I am at work early, so I can say hi to all of you!
I’d also like to take a moment and tell you how sweaty I get from walking to work. I’ve never walked to work, so now the act of walking briskly for 20 min in the morning to get here makes me sweat. Then it takes me 20 min to return to a normal temperature. Then I get cold. You’d think being part German would maybe adapt me to cold, but for some reason, unless it is over 25 degrees, I am almost always cold. What’s worse though than coming to work and sitting with sweaty pits from a brisk workout?! Blah! I actually needed to dab off with a tissue yesterday (my forehead, that is)! I should just run into the office and dump the water cooler on myself when I get here.
I would have thought maybe I wouldn’t sweat so much after three weeks, but apparently this will be going on for quite a while….mmmm, who wants to rub up against me?
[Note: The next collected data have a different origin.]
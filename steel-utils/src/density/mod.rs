//! Density function system for vanilla-accurate terrain generation.
//!
//! Functions form a DAG stored in a [`DensityGraph`] arena. A node is a
//! closed [`DensityFunction`] variant whose children are [`NodeId`]s, which
//! makes structural rewrites ([`map_all`]) and per-chunk cache state
//! ([`DensityEvaluator`]) plain data keyed by id.
//!
//! Density values:
//! - Positive values = solid (stone, etc.)
//! - Negative values = air
//! - Zero = surface boundary

pub mod cubic_spline;
pub mod definition;
mod evaluator;
pub mod function;
mod graph;
mod registry;
/// Full vanilla terrain shaper splines.
pub mod terrain_shaper;
mod visitor;

pub use cubic_spline::{CubicSpline, SplineCoordinate};
pub use definition::DensityFunctionDefinition;
pub use evaluator::{CellGeometry, DensityEvaluator};
pub use function::{
    BlendedNoiseHolder, BlendedNoiseSettings, DensityFunction, MappedOp, MarkerKind, MulOrAddOp,
    NoiseHolder, RarityMapper, ShiftKind, TwoArgOp,
};
pub use graph::{Bounds, DensityGraph};
pub use registry::DensityFunctionRegistry;
pub use visitor::{Rewrite, Visitor, map_all};

/// Index of a node inside a [`DensityGraph`].
#[derive(Debug, Clone, Copy, PartialEq, Eq, Hash, PartialOrd, Ord)]
pub struct NodeId(pub u32);

impl NodeId {
    /// The node index as a `usize`.
    #[inline]
    #[must_use]
    pub const fn index(self) -> usize {
        self.0 as usize
    }
}

/// Which part of a chunk pass a sample belongs to.
#[derive(Debug, Clone, Copy, PartialEq, Eq, Hash)]
pub enum CellPhase {
    /// Filling the corner slices of interpolated nodes.
    SliceFill,
    /// Filling the per-cell caches at the start of a cell.
    CellFill,
    /// Sampling an individual block inside a cell.
    Block,
}

/// Where inside the current noise cell a sample is taken.
#[derive(Debug, Clone, Copy, PartialEq, Eq, Hash)]
pub struct CellCursor {
    /// Part of the pass the sample belongs to.
    pub phase: CellPhase,
    /// Block x offset inside the cell.
    pub in_cell_x: i32,
    /// Block y offset inside the cell.
    pub in_cell_y: i32,
    /// Block z offset inside the cell.
    pub in_cell_z: i32,
    /// Position in the array being filled, if any.
    pub array_index: usize,
}

/// Context providing position information for density function evaluation.
#[derive(Debug, Clone, Copy, PartialEq, Eq)]
pub struct FunctionContext {
    /// X coordinate in block space.
    pub block_x: i32,
    /// Y coordinate in block space.
    pub block_y: i32,
    /// Z coordinate in block space.
    pub block_z: i32,
    /// Set when sampling inside a chunk pass, where chunk caches apply.
    pub cursor: Option<CellCursor>,
}

impl FunctionContext {
    /// Creates a new function context for the given block position.
    #[must_use]
    pub const fn new(block_x: i32, block_y: i32, block_z: i32) -> Self {
        Self {
            block_x,
            block_y,
            block_z,
            cursor: None,
        }
    }
}

/// Maps array indices to sample positions for batch evaluation.
pub trait ContextProvider {
    /// Context of the `index`-th element.
    fn for_index(&self, index: usize) -> FunctionContext;

    /// Fills `values` by evaluating `node` at every index.
    fn fill_all_directly(
        &self,
        evaluator: &mut DensityEvaluator<'_>,
        node: NodeId,
        values: &mut [f64],
    ) {
        for (i, value) in values.iter_mut().enumerate() {
            *value = evaluator.compute(node, &self.for_index(i));
        }
    }
}

impl ContextProvider for &[FunctionContext] {
    fn for_index(&self, index: usize) -> FunctionContext {
        self[index]
    }
}
//! Dimension generation settings: vertical bounds, cell size, default blocks
//! and the noise router.

use steel_utils::{
    BlockStateId, WorldgenError,
    density::DensityGraph,
    noise::NoiseParameterRegistry,
    noise_router::{
        NoiseRouter, OverworldPreset,
        data,
    },
};

use crate::{
    blocks::vanilla::{STONE, WATER},
    chunk::height_accessor::LevelHeightAccessor,
    surface::{RuleSource, data as surface_data},
};

/// Vertical bounds and cell size of the noise grid.
#[derive(Debug, Clone, Copy, PartialEq, Eq)]
pub struct NoiseSettings {
    /// Lowest y of the noise grid.
    pub min_y: i32,
    /// Height of the noise grid in blocks.
    pub height: i32,
    /// Cell width in quarts.
    pub size_horizontal: i32,
    /// Cell height in quarts.
    pub size_vertical: i32,
}

impl NoiseSettings {
    /// The overworld grid: 384 blocks from -64, cells 4 wide and 8 tall.
    pub const OVERWORLD: Self = Self {
        min_y: -64,
        height: 384,
        size_horizontal: 1,
        size_vertical: 2,
    };

    /// Cell width in blocks.
    #[must_use]
    pub const fn cell_width(&self) -> i32 {
        self.size_horizontal << 2
    }

    /// Cell height in blocks.
    #[must_use]
    pub const fn cell_height(&self) -> i32 {
        self.size_vertical << 2
    }

    /// The overlap of these bounds with `accessor`.
    #[must_use]
    pub fn clamp_to_height_accessor(&self, accessor: &impl LevelHeightAccessor) -> Self {
        let min_y = self.min_y.max(accessor.min_y());
        let max_y = (self.min_y + self.height).min(accessor.max_y() + 1);
        Self {
            min_y,
            height: max_y - min_y,
            ..*self
        }
    }
}

/// Everything a noise-based generator needs to know about a dimension.
#[derive(Debug, Clone)]
pub struct NoiseGeneratorSettings {
    /// The noise grid.
    pub noise: NoiseSettings,
    /// Solid block placed where density is positive.
    pub default_block: BlockStateId,
    /// Fluid filling open space below sea level.
    pub default_fluid: BlockStateId,
    /// Unseeded density graph the router points into.
    pub graph: DensityGraph,
    /// Roots into `graph`.
    pub noise_router: NoiseRouter,
    /// Surface rules of the dimension.
    pub surface_rule: RuleSource,
    /// Top of the default fluid.
    pub sea_level: i32,
    /// Fills caves and oceans from the aquifer noises.
    pub aquifers_enabled: bool,
    /// Places copper and iron veins.
    pub ore_veins_enabled: bool,
    /// Seeds noises from the Java LCG instead of xoroshiro.
    pub use_legacy_random_source: bool,
}

impl NoiseGeneratorSettings {
    /// The vanilla overworld settings for `preset`.
    pub fn overworld(preset: OverworldPreset) -> Result<Self, WorldgenError> {
        let mut registry = data::bootstrap(NoiseParameterRegistry::vanilla())?;
        let noise_router = data::overworld(&mut registry, preset)?;
        Ok(Self {
            noise: NoiseSettings::OVERWORLD,
            default_block: STONE,
            default_fluid: WATER,
            graph: registry.graph().clone(),
            noise_router,
            surface_rule: surface_data::overworld(),
            sea_level: 63,
            aquifers_enabled: true,
            ore_veins_enabled: true,
            use_legacy_random_source: false,
        })
    }
}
Anyone???
Also, the dogs have been barfing, and I can’t quite figure out what exactly is keeping them on the barf train. I was giving them some of those really crunchy freeze dried liver treats or whatever the hell they are…I think they’re called Barking Mad? Anyhow, since my dogs don’t like to, you know, CHEW, they ended up barfing because the liver thing isn’t digesting because they SWALLOW THEM WHOLE. I feel bad enough when I eat a chip that I haven’t chewed enough. You know what I’m talkin’ about! When you don’t chew it enough and it drags like a rusty razor blade down your esophagus. Shit, I don’t even like to talk about it. That’s how much that sucks. Anyhow, think of swallowing a chip that’s about 5 times as thick without chewing. HOW DO DOGS DO THAT?! Crazy bastards.
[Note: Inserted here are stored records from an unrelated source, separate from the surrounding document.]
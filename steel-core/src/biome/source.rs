//! Where a chunk's biomes come from.

use std::sync::Arc;

use serde::Deserialize;
use steel_utils::{ResourceLocation, WorldgenError};

use super::{
    BiomeRef, by_key,
    climate::{ClimateSampler, ParameterList, ParameterPoint},
    overworld::OverworldBiomeBuilder,
};

/// Picks the biome of a quart position.
#[derive(Debug, Clone)]
pub enum BiomeSource {
    /// One biome everywhere.
    Fixed(BiomeRef),
    /// The biome whose climate region is closest to the sampled climate.
    MultiNoise(Arc<ParameterList<BiomeRef>>),
}

#[derive(Deserialize)]
struct MultiNoiseEntry {
    biome: ResourceLocation,
    parameters: ParameterPoint,
}

#[derive(Deserialize)]
struct MultiNoiseDefinition {
    biomes: Vec<MultiNoiseEntry>,
}

impl BiomeSource {
    /// The vanilla overworld multi-noise source.
    #[must_use]
    pub fn overworld() -> Self {
        Self::MultiNoise(Arc::new(OverworldBiomeBuilder::new().build()))
    }

    /// Parses a data-pack multi-noise source:
    /// `{"biomes": [{"biome": "minecraft:plains", "parameters": {...}}]}`.
    pub fn from_json(json: &str) -> Result<Self, WorldgenError> {
        let definition: MultiNoiseDefinition = serde_json::from_str(json)
            .map_err(|err| WorldgenError::InvalidDefinition(err.to_string()))?;
        if definition.biomes.is_empty() {
            return Err(WorldgenError::InvalidDefinition(
                "multi-noise source without biomes".to_owned(),
            ));
        }
        let values = definition
            .biomes
            .into_iter()
            .map(|entry| Ok((entry.parameters, by_key(&entry.biome)?)))
            .collect::<Result<Vec<_>, WorldgenError>>()?;
        Ok(Self::MultiNoise(Arc::new(ParameterList::new(values))))
    }

    /// The biome at a quart position.
    #[must_use]
    pub fn get_noise_biome(
        &self,
        quart_x: i32,
        quart_y: i32,
        quart_z: i32,
        sampler: &ClimateSampler,
    ) -> BiomeRef {
        match self {
            Self::Fixed(biome) => biome,
            Self::MultiNoise(parameters) => {
                parameters.find_value(&sampler.sample(quart_x, quart_y, quart_z))
            }
        }
    }

    /// Every biome this source can return.
    #[must_use]
    pub fn possible_biomes(&self) -> Vec<BiomeRef> {
        match self {
            Self::Fixed(biome) => vec![*biome],
            Self::MultiNoise(parameters) => {
                let mut biomes: Vec<BiomeRef> =
                    parameters.values().iter().map(|(_, biome)| *biome).collect();
                biomes.sort_by_key(|biome| biome.id);
                biomes.dedup_by_key(|biome| biome.id);
                biomes
            }
        }
    }
}

#[cfg(test)]
mod tests {
    use super::*;
    use crate::biome::vanilla;

    #[test]
    fn parses_a_data_pack_source() {
        let source = BiomeSource::from_json(
            r#"{"biomes": [
                {"biome": "minecraft:desert", "parameters": {"temperature": [0.55, 1.0], "humidity": 0.0,
                 "continentalness": 0.0, "erosion": 0.0, "depth": 0.0, "weirdness": 0.0, "offset": 0.0}},
                {"biome": "minecraft:snowy_plains", "parameters": {"temperature": [-1.0, -0.45], "humidity": 0.0,
                 "continentalness": 0.0, "erosion": 0.0, "depth": 0.0, "weirdness": 0.0, "offset": 0.0}}
            ]}"#,
        )
        .expect("valid source");
        let biomes = source.possible_biomes();
        assert_eq!(biomes.len(), 2);
        assert!(biomes[0].is(&vanilla::DESERT));
        assert!(biomes[1].is(&vanilla::SNOWY_PLAINS));
    }

    #[test]
    fn unknown_biomes_fail() {
        let result = BiomeSource::from_json(
            r#"{"biomes": [{"biome": "minecraft:basalt_deltas", "parameters": {"temperature": 0.0,
                "humidity": 0.0, "continentalness": 0.0, "erosion": 0.0, "depth": 0.0,
                "weirdness": 0.0, "offset": 0.0}}]}"#,
        );
        assert!(matches!(result, Err(WorldgenError::UnknownBiome(_))));
        assert!(BiomeSource::from_json(r#"{"biomes": []}"#).is_err());
    }

    #[test]
    fn overworld_reaches_the_cave_biomes() {
        let biomes = BiomeSource::overworld().possible_biomes();
        for cave in [&vanilla::LUSH_CAVES, &vanilla::DRIPSTONE_CAVES, &vanilla::DEEP_DARK] {
            assert!(biomes.iter().any(|biome| biome.is(cave)), "{}", cave.key);
        }
        assert_eq!(biomes.len(), vanilla::ALL.len());
    }
}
Zelda threw up on the sofa, which leads me even further into wanting a leather couch, so at least then I can hose it off! Luckily, Steve found out that someone is renting a steam cleaner in the building, to which I think I heard angels singing out on high. I figure I ought to just steam clean the whole effing apartment. You know, make the most of the rental!
I have indigestion. Oh Lord, I have indigestion.
WHAT DID I EAT?!
I can’t even relay the bathroom experience I just had because it is THAT gruesome. It’s like I ate a burger off the street!
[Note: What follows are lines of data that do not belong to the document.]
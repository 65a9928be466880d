//! Nested piecewise cubic splines in single precision.
//!
//! Coordinates are graph nodes. A spline is evaluated by sampling its
//! coordinate, locating the segment and blending the two neighbouring values
//! with their derivatives. Values are either constants or further splines.

use std::hash::{Hash, Hasher};

use smallvec::SmallVec;

use crate::{
    error::WorldgenError,
    noise::{binary_search, lerp_f32},
};

use super::NodeId;

/// An `f32` compared and hashed by bits.
#[derive(Debug, Clone, Copy)]
pub struct SplineFloat(pub f32);

impl PartialEq for SplineFloat {
    fn eq(&self, other: &Self) -> bool {
        self.0.to_bits() == other.0.to_bits()
    }
}

impl Eq for SplineFloat {}

impl Hash for SplineFloat {
    fn hash<H: Hasher>(&self, state: &mut H) {
        self.0.to_bits().hash(state);
    }
}

/// A coordinate together with the bounds of the node it reads.
#[derive(Debug, Clone, Copy, PartialEq, Eq, Hash)]
pub struct SplineCoordinate {
    /// Node sampled for the spline input.
    pub node: NodeId,
    /// Lower bound of the node, narrowed to `f32`.
    pub min: SplineFloat,
    /// Upper bound of the node, narrowed to `f32`.
    pub max: SplineFloat,
}

/// A spline or a constant.
#[derive(Debug, Clone, PartialEq, Eq, Hash)]
pub enum CubicSpline {
    /// A fixed value.
    Constant(SplineFloat),
    /// Hermite segments between locations, extended linearly past the ends.
    Multipoint {
        coordinate: SplineCoordinate,
        locations: Vec<SplineFloat>,
        values: Vec<CubicSpline>,
        derivatives: Vec<SplineFloat>,
        min: SplineFloat,
        max: SplineFloat,
    },
}

impl CubicSpline {
    /// A spline that always returns `value`.
    #[must_use]
    pub fn constant(value: f32) -> Self {
        Self::Constant(SplineFloat(value))
    }

    /// Starts a spline over `coordinate`. `transform` is applied to every
    /// constant value added through the builder.
    #[must_use]
    pub fn builder(coordinate: SplineCoordinate, transform: fn(f32) -> f32) -> SplineBuilder {
        SplineBuilder {
            coordinate,
            transform,
            locations: SmallVec::new(),
            values: Vec::new(),
            derivatives: SmallVec::new(),
        }
    }

    /// Lowest value the spline can return.
    #[must_use]
    pub fn min_value(&self) -> f32 {
        match self {
            Self::Constant(v) => v.0,
            Self::Multipoint { min, .. } => min.0,
        }
    }

    /// Highest value the spline can return.
    #[must_use]
    pub fn max_value(&self) -> f32 {
        match self {
            Self::Constant(v) => v.0,
            Self::Multipoint { max, .. } => max.0,
        }
    }

    /// Evaluates the spline, sampling coordinates through `sample`.
    pub fn apply(&self, sample: &mut impl FnMut(NodeId) -> f64) -> f32 {
        match self {
            Self::Constant(v) => v.0,
            Self::Multipoint {
                coordinate,
                locations,
                values,
                derivatives,
                ..
            } => {
                let point = sample(coordinate.node) as f32;
                let start = find_interval_start(locations, point);
                let last = locations.len() as i32 - 1;

                if start < 0 {
                    let value = values[0].apply(sample);
                    return linear_extend(point, locations, value, derivatives, 0);
                }
                let start = start as usize;
                if start as i32 == last {
                    let value = values[start].apply(sample);
                    return linear_extend(point, locations, value, derivatives, start);
                }

                let loc0 = locations[start].0;
                let loc1 = locations[start + 1].0;
                let t = (point - loc0) / (loc1 - loc0);
                let der0 = derivatives[start].0;
                let der1 = derivatives[start + 1].0;
                let v0 = values[start].apply(sample);
                let v1 = values[start + 1].apply(sample);
                let p = der0 * (loc1 - loc0) - (v1 - v0);
                let q = -der1 * (loc1 - loc0) + (v1 - v0);
                lerp_f32(t, v0, v1) + t * (1.0 - t) * lerp_f32(t, p, q)
            }
        }
    }

    /// Rebuilds the spline with every coordinate rewritten by `map`, which
    /// returns the new node and its bounds. Bounds are recomputed.
    pub fn map_coordinates(
        &self,
        map: &mut impl FnMut(NodeId) -> Result<SplineCoordinate, WorldgenError>,
    ) -> Result<Self, WorldgenError> {
        match self {
            Self::Constant(v) => Ok(Self::Constant(*v)),
            Self::Multipoint {
                coordinate,
                locations,
                values,
                derivatives,
                ..
            } => {
                let coordinate = map(coordinate.node)?;
                let values = values
                    .iter()
                    .map(|value| value.map_coordinates(map))
                    .collect::<Result<Vec<_>, _>>()?;
                Ok(Self::multipoint(
                    coordinate,
                    locations.clone(),
                    values,
                    derivatives.clone(),
                ))
            }
        }
    }

    pub(crate) fn collect_coordinates(&self, out: &mut Vec<NodeId>) {
        if let Self::Multipoint {
            coordinate, values, ..
        } = self
        {
            out.push(coordinate.node);
            for value in values {
                value.collect_coordinates(out);
            }
        }
    }

    fn multipoint(
        coordinate: SplineCoordinate,
        locations: Vec<SplineFloat>,
        values: Vec<CubicSpline>,
        derivatives: Vec<SplineFloat>,
    ) -> Self {
        let last = locations.len() - 1;
        let mut min = f32::INFINITY;
        let mut max = f32::NEG_INFINITY;
        let coordinate_min = coordinate.min.0;
        let coordinate_max = coordinate.max.0;

        if coordinate_min < locations[0].0 {
            let a = linear_extend(coordinate_min, &locations, values[0].min_value(), &derivatives, 0);
            let b = linear_extend(coordinate_min, &locations, values[0].max_value(), &derivatives, 0);
            min = min.min(a.min(b));
            max = max.max(a.max(b));
        }

        if coordinate_max > locations[last].0 {
            let a = linear_extend(
                coordinate_max,
                &locations,
                values[last].min_value(),
                &derivatives,
                last,
            );
            let b = linear_extend(
                coordinate_max,
                &locations,
                values[last].max_value(),
                &derivatives,
                last,
            );
            min = min.min(a.min(b));
            max = max.max(a.max(b));
        }

        for value in &values {
            min = min.min(value.min_value());
            max = max.max(value.max_value());
        }

        for i in 0..last {
            let span = locations[i + 1].0 - locations[i].0;
            let (lo0, hi0) = (values[i].min_value(), values[i].max_value());
            let (lo1, hi1) = (values[i + 1].min_value(), values[i + 1].max_value());
            let der0 = derivatives[i].0;
            let der1 = derivatives[i + 1].0;

            if der0 != 0.0 || der1 != 0.0 {
                let p = der0 * span;
                let q = der1 * span;
                let lowest = lo0.min(lo1);
                let highest = hi0.max(hi1);
                let a = p - hi1 + lo0;
                let b = p - lo1 + hi0;
                let c = -q + lo1 - hi0;
                let d = -q + hi1 - lo0;
                min = min.min(lowest + 0.25 * a.min(c));
                max = max.max(highest + 0.25 * b.max(d));
            }
        }

        Self::Multipoint {
            coordinate,
            locations,
            values,
            derivatives,
            min: SplineFloat(min),
            max: SplineFloat(max),
        }
    }
}

fn find_interval_start(locations: &[SplineFloat], point: f32) -> i32 {
    binary_search(0, locations.len() as i32, |i| point < locations[i as usize].0) - 1
}

fn linear_extend(
    point: f32,
    locations: &[SplineFloat],
    value: f32,
    derivatives: &[SplineFloat],
    index: usize,
) -> f32 {
    let derivative = derivatives[index].0;
    if derivative == 0.0 {
        value
    } else {
        value + derivative * (point - locations[index].0)
    }
}

/// Collects spline points in ascending location order.
pub struct SplineBuilder {
    coordinate: SplineCoordinate,
    transform: fn(f32) -> f32,
    locations: SmallVec<[SplineFloat; 8]>,
    values: Vec<CubicSpline>,
    derivatives: SmallVec<[SplineFloat; 8]>,
}

impl SplineBuilder {
    /// Adds a constant point with zero derivative.
    pub fn point(self, location: f32, value: f32) -> Result<Self, WorldgenError> {
        self.point_with_derivative(location, value, 0.0)
    }

    /// Adds a constant point.
    pub fn point_with_derivative(
        self,
        location: f32,
        value: f32,
        derivative: f32,
    ) -> Result<Self, WorldgenError> {
        let value = CubicSpline::constant((self.transform)(value));
        self.spline_with_derivative(location, value, derivative)
    }

    /// Adds a nested spline point with zero derivative.
    pub fn spline(self, location: f32, value: CubicSpline) -> Result<Self, WorldgenError> {
        self.spline_with_derivative(location, value, 0.0)
    }

    /// Adds a nested spline point.
    pub fn spline_with_derivative(
        mut self,
        location: f32,
        value: CubicSpline,
        derivative: f32,
    ) -> Result<Self, WorldgenError> {
        if let Some(previous) = self.locations.last()
            && location <= previous.0
        {
            return Err(WorldgenError::UnorderedSplinePoints {
                location,
                previous: previous.0,
            });
        }
        self.locations.push(SplineFloat(location));
        self.values.push(value);
        self.derivatives.push(SplineFloat(derivative));
        Ok(self)
    }

    /// Finishes the spline, computing its bounds.
    pub fn build(self) -> Result<CubicSpline, WorldgenError> {
        if self.locations.is_empty() {
            return Err(WorldgenError::EmptySpline);
        }
        Ok(CubicSpline::multipoint(
            self.coordinate,
            self.locations.into_vec(),
            self.values,
            self.derivatives.into_vec(),
        ))
    }
}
In other news, it’s my second last day of work! Yahoo! Next I will have a few days off to recover from the old job and then start the new one! Yay! I am pretty excited about this new job, and I even bought a book on how to work more effectively and efficiently to help me get organized.
That’s one thing you’ll notice about my workspace. There is paper everywhere. I can’t seem to file my own projects well, but with everything else, I have a place, and it gets filed. Why only my stuff? I do this at home, too! I put Steve’s stuff away, but my stuff is sort of all over the place. I daily find myself cleaning up all the stuff I have scattered all over the apartment. I even gave myself a hook for my keys, and do you think I manage to put them on the hook? No way!
I also have a nice working pile of post it notes everywhere. I don’t think its really the best way to be organized, but it reminds me to do things that I might otherwise forget. I think…
Oh yes, and I talked to the doggy helper people and they actually charge a pretty reasonable price to come visit you, your dog, help you devise a plan, and then work out the problems the dog has. I’d like to hopefully get that going in the next two weeks, and maybe I’ll try sliding Winston’s barking problem in there too so I don’t have to pay double…hmmmm…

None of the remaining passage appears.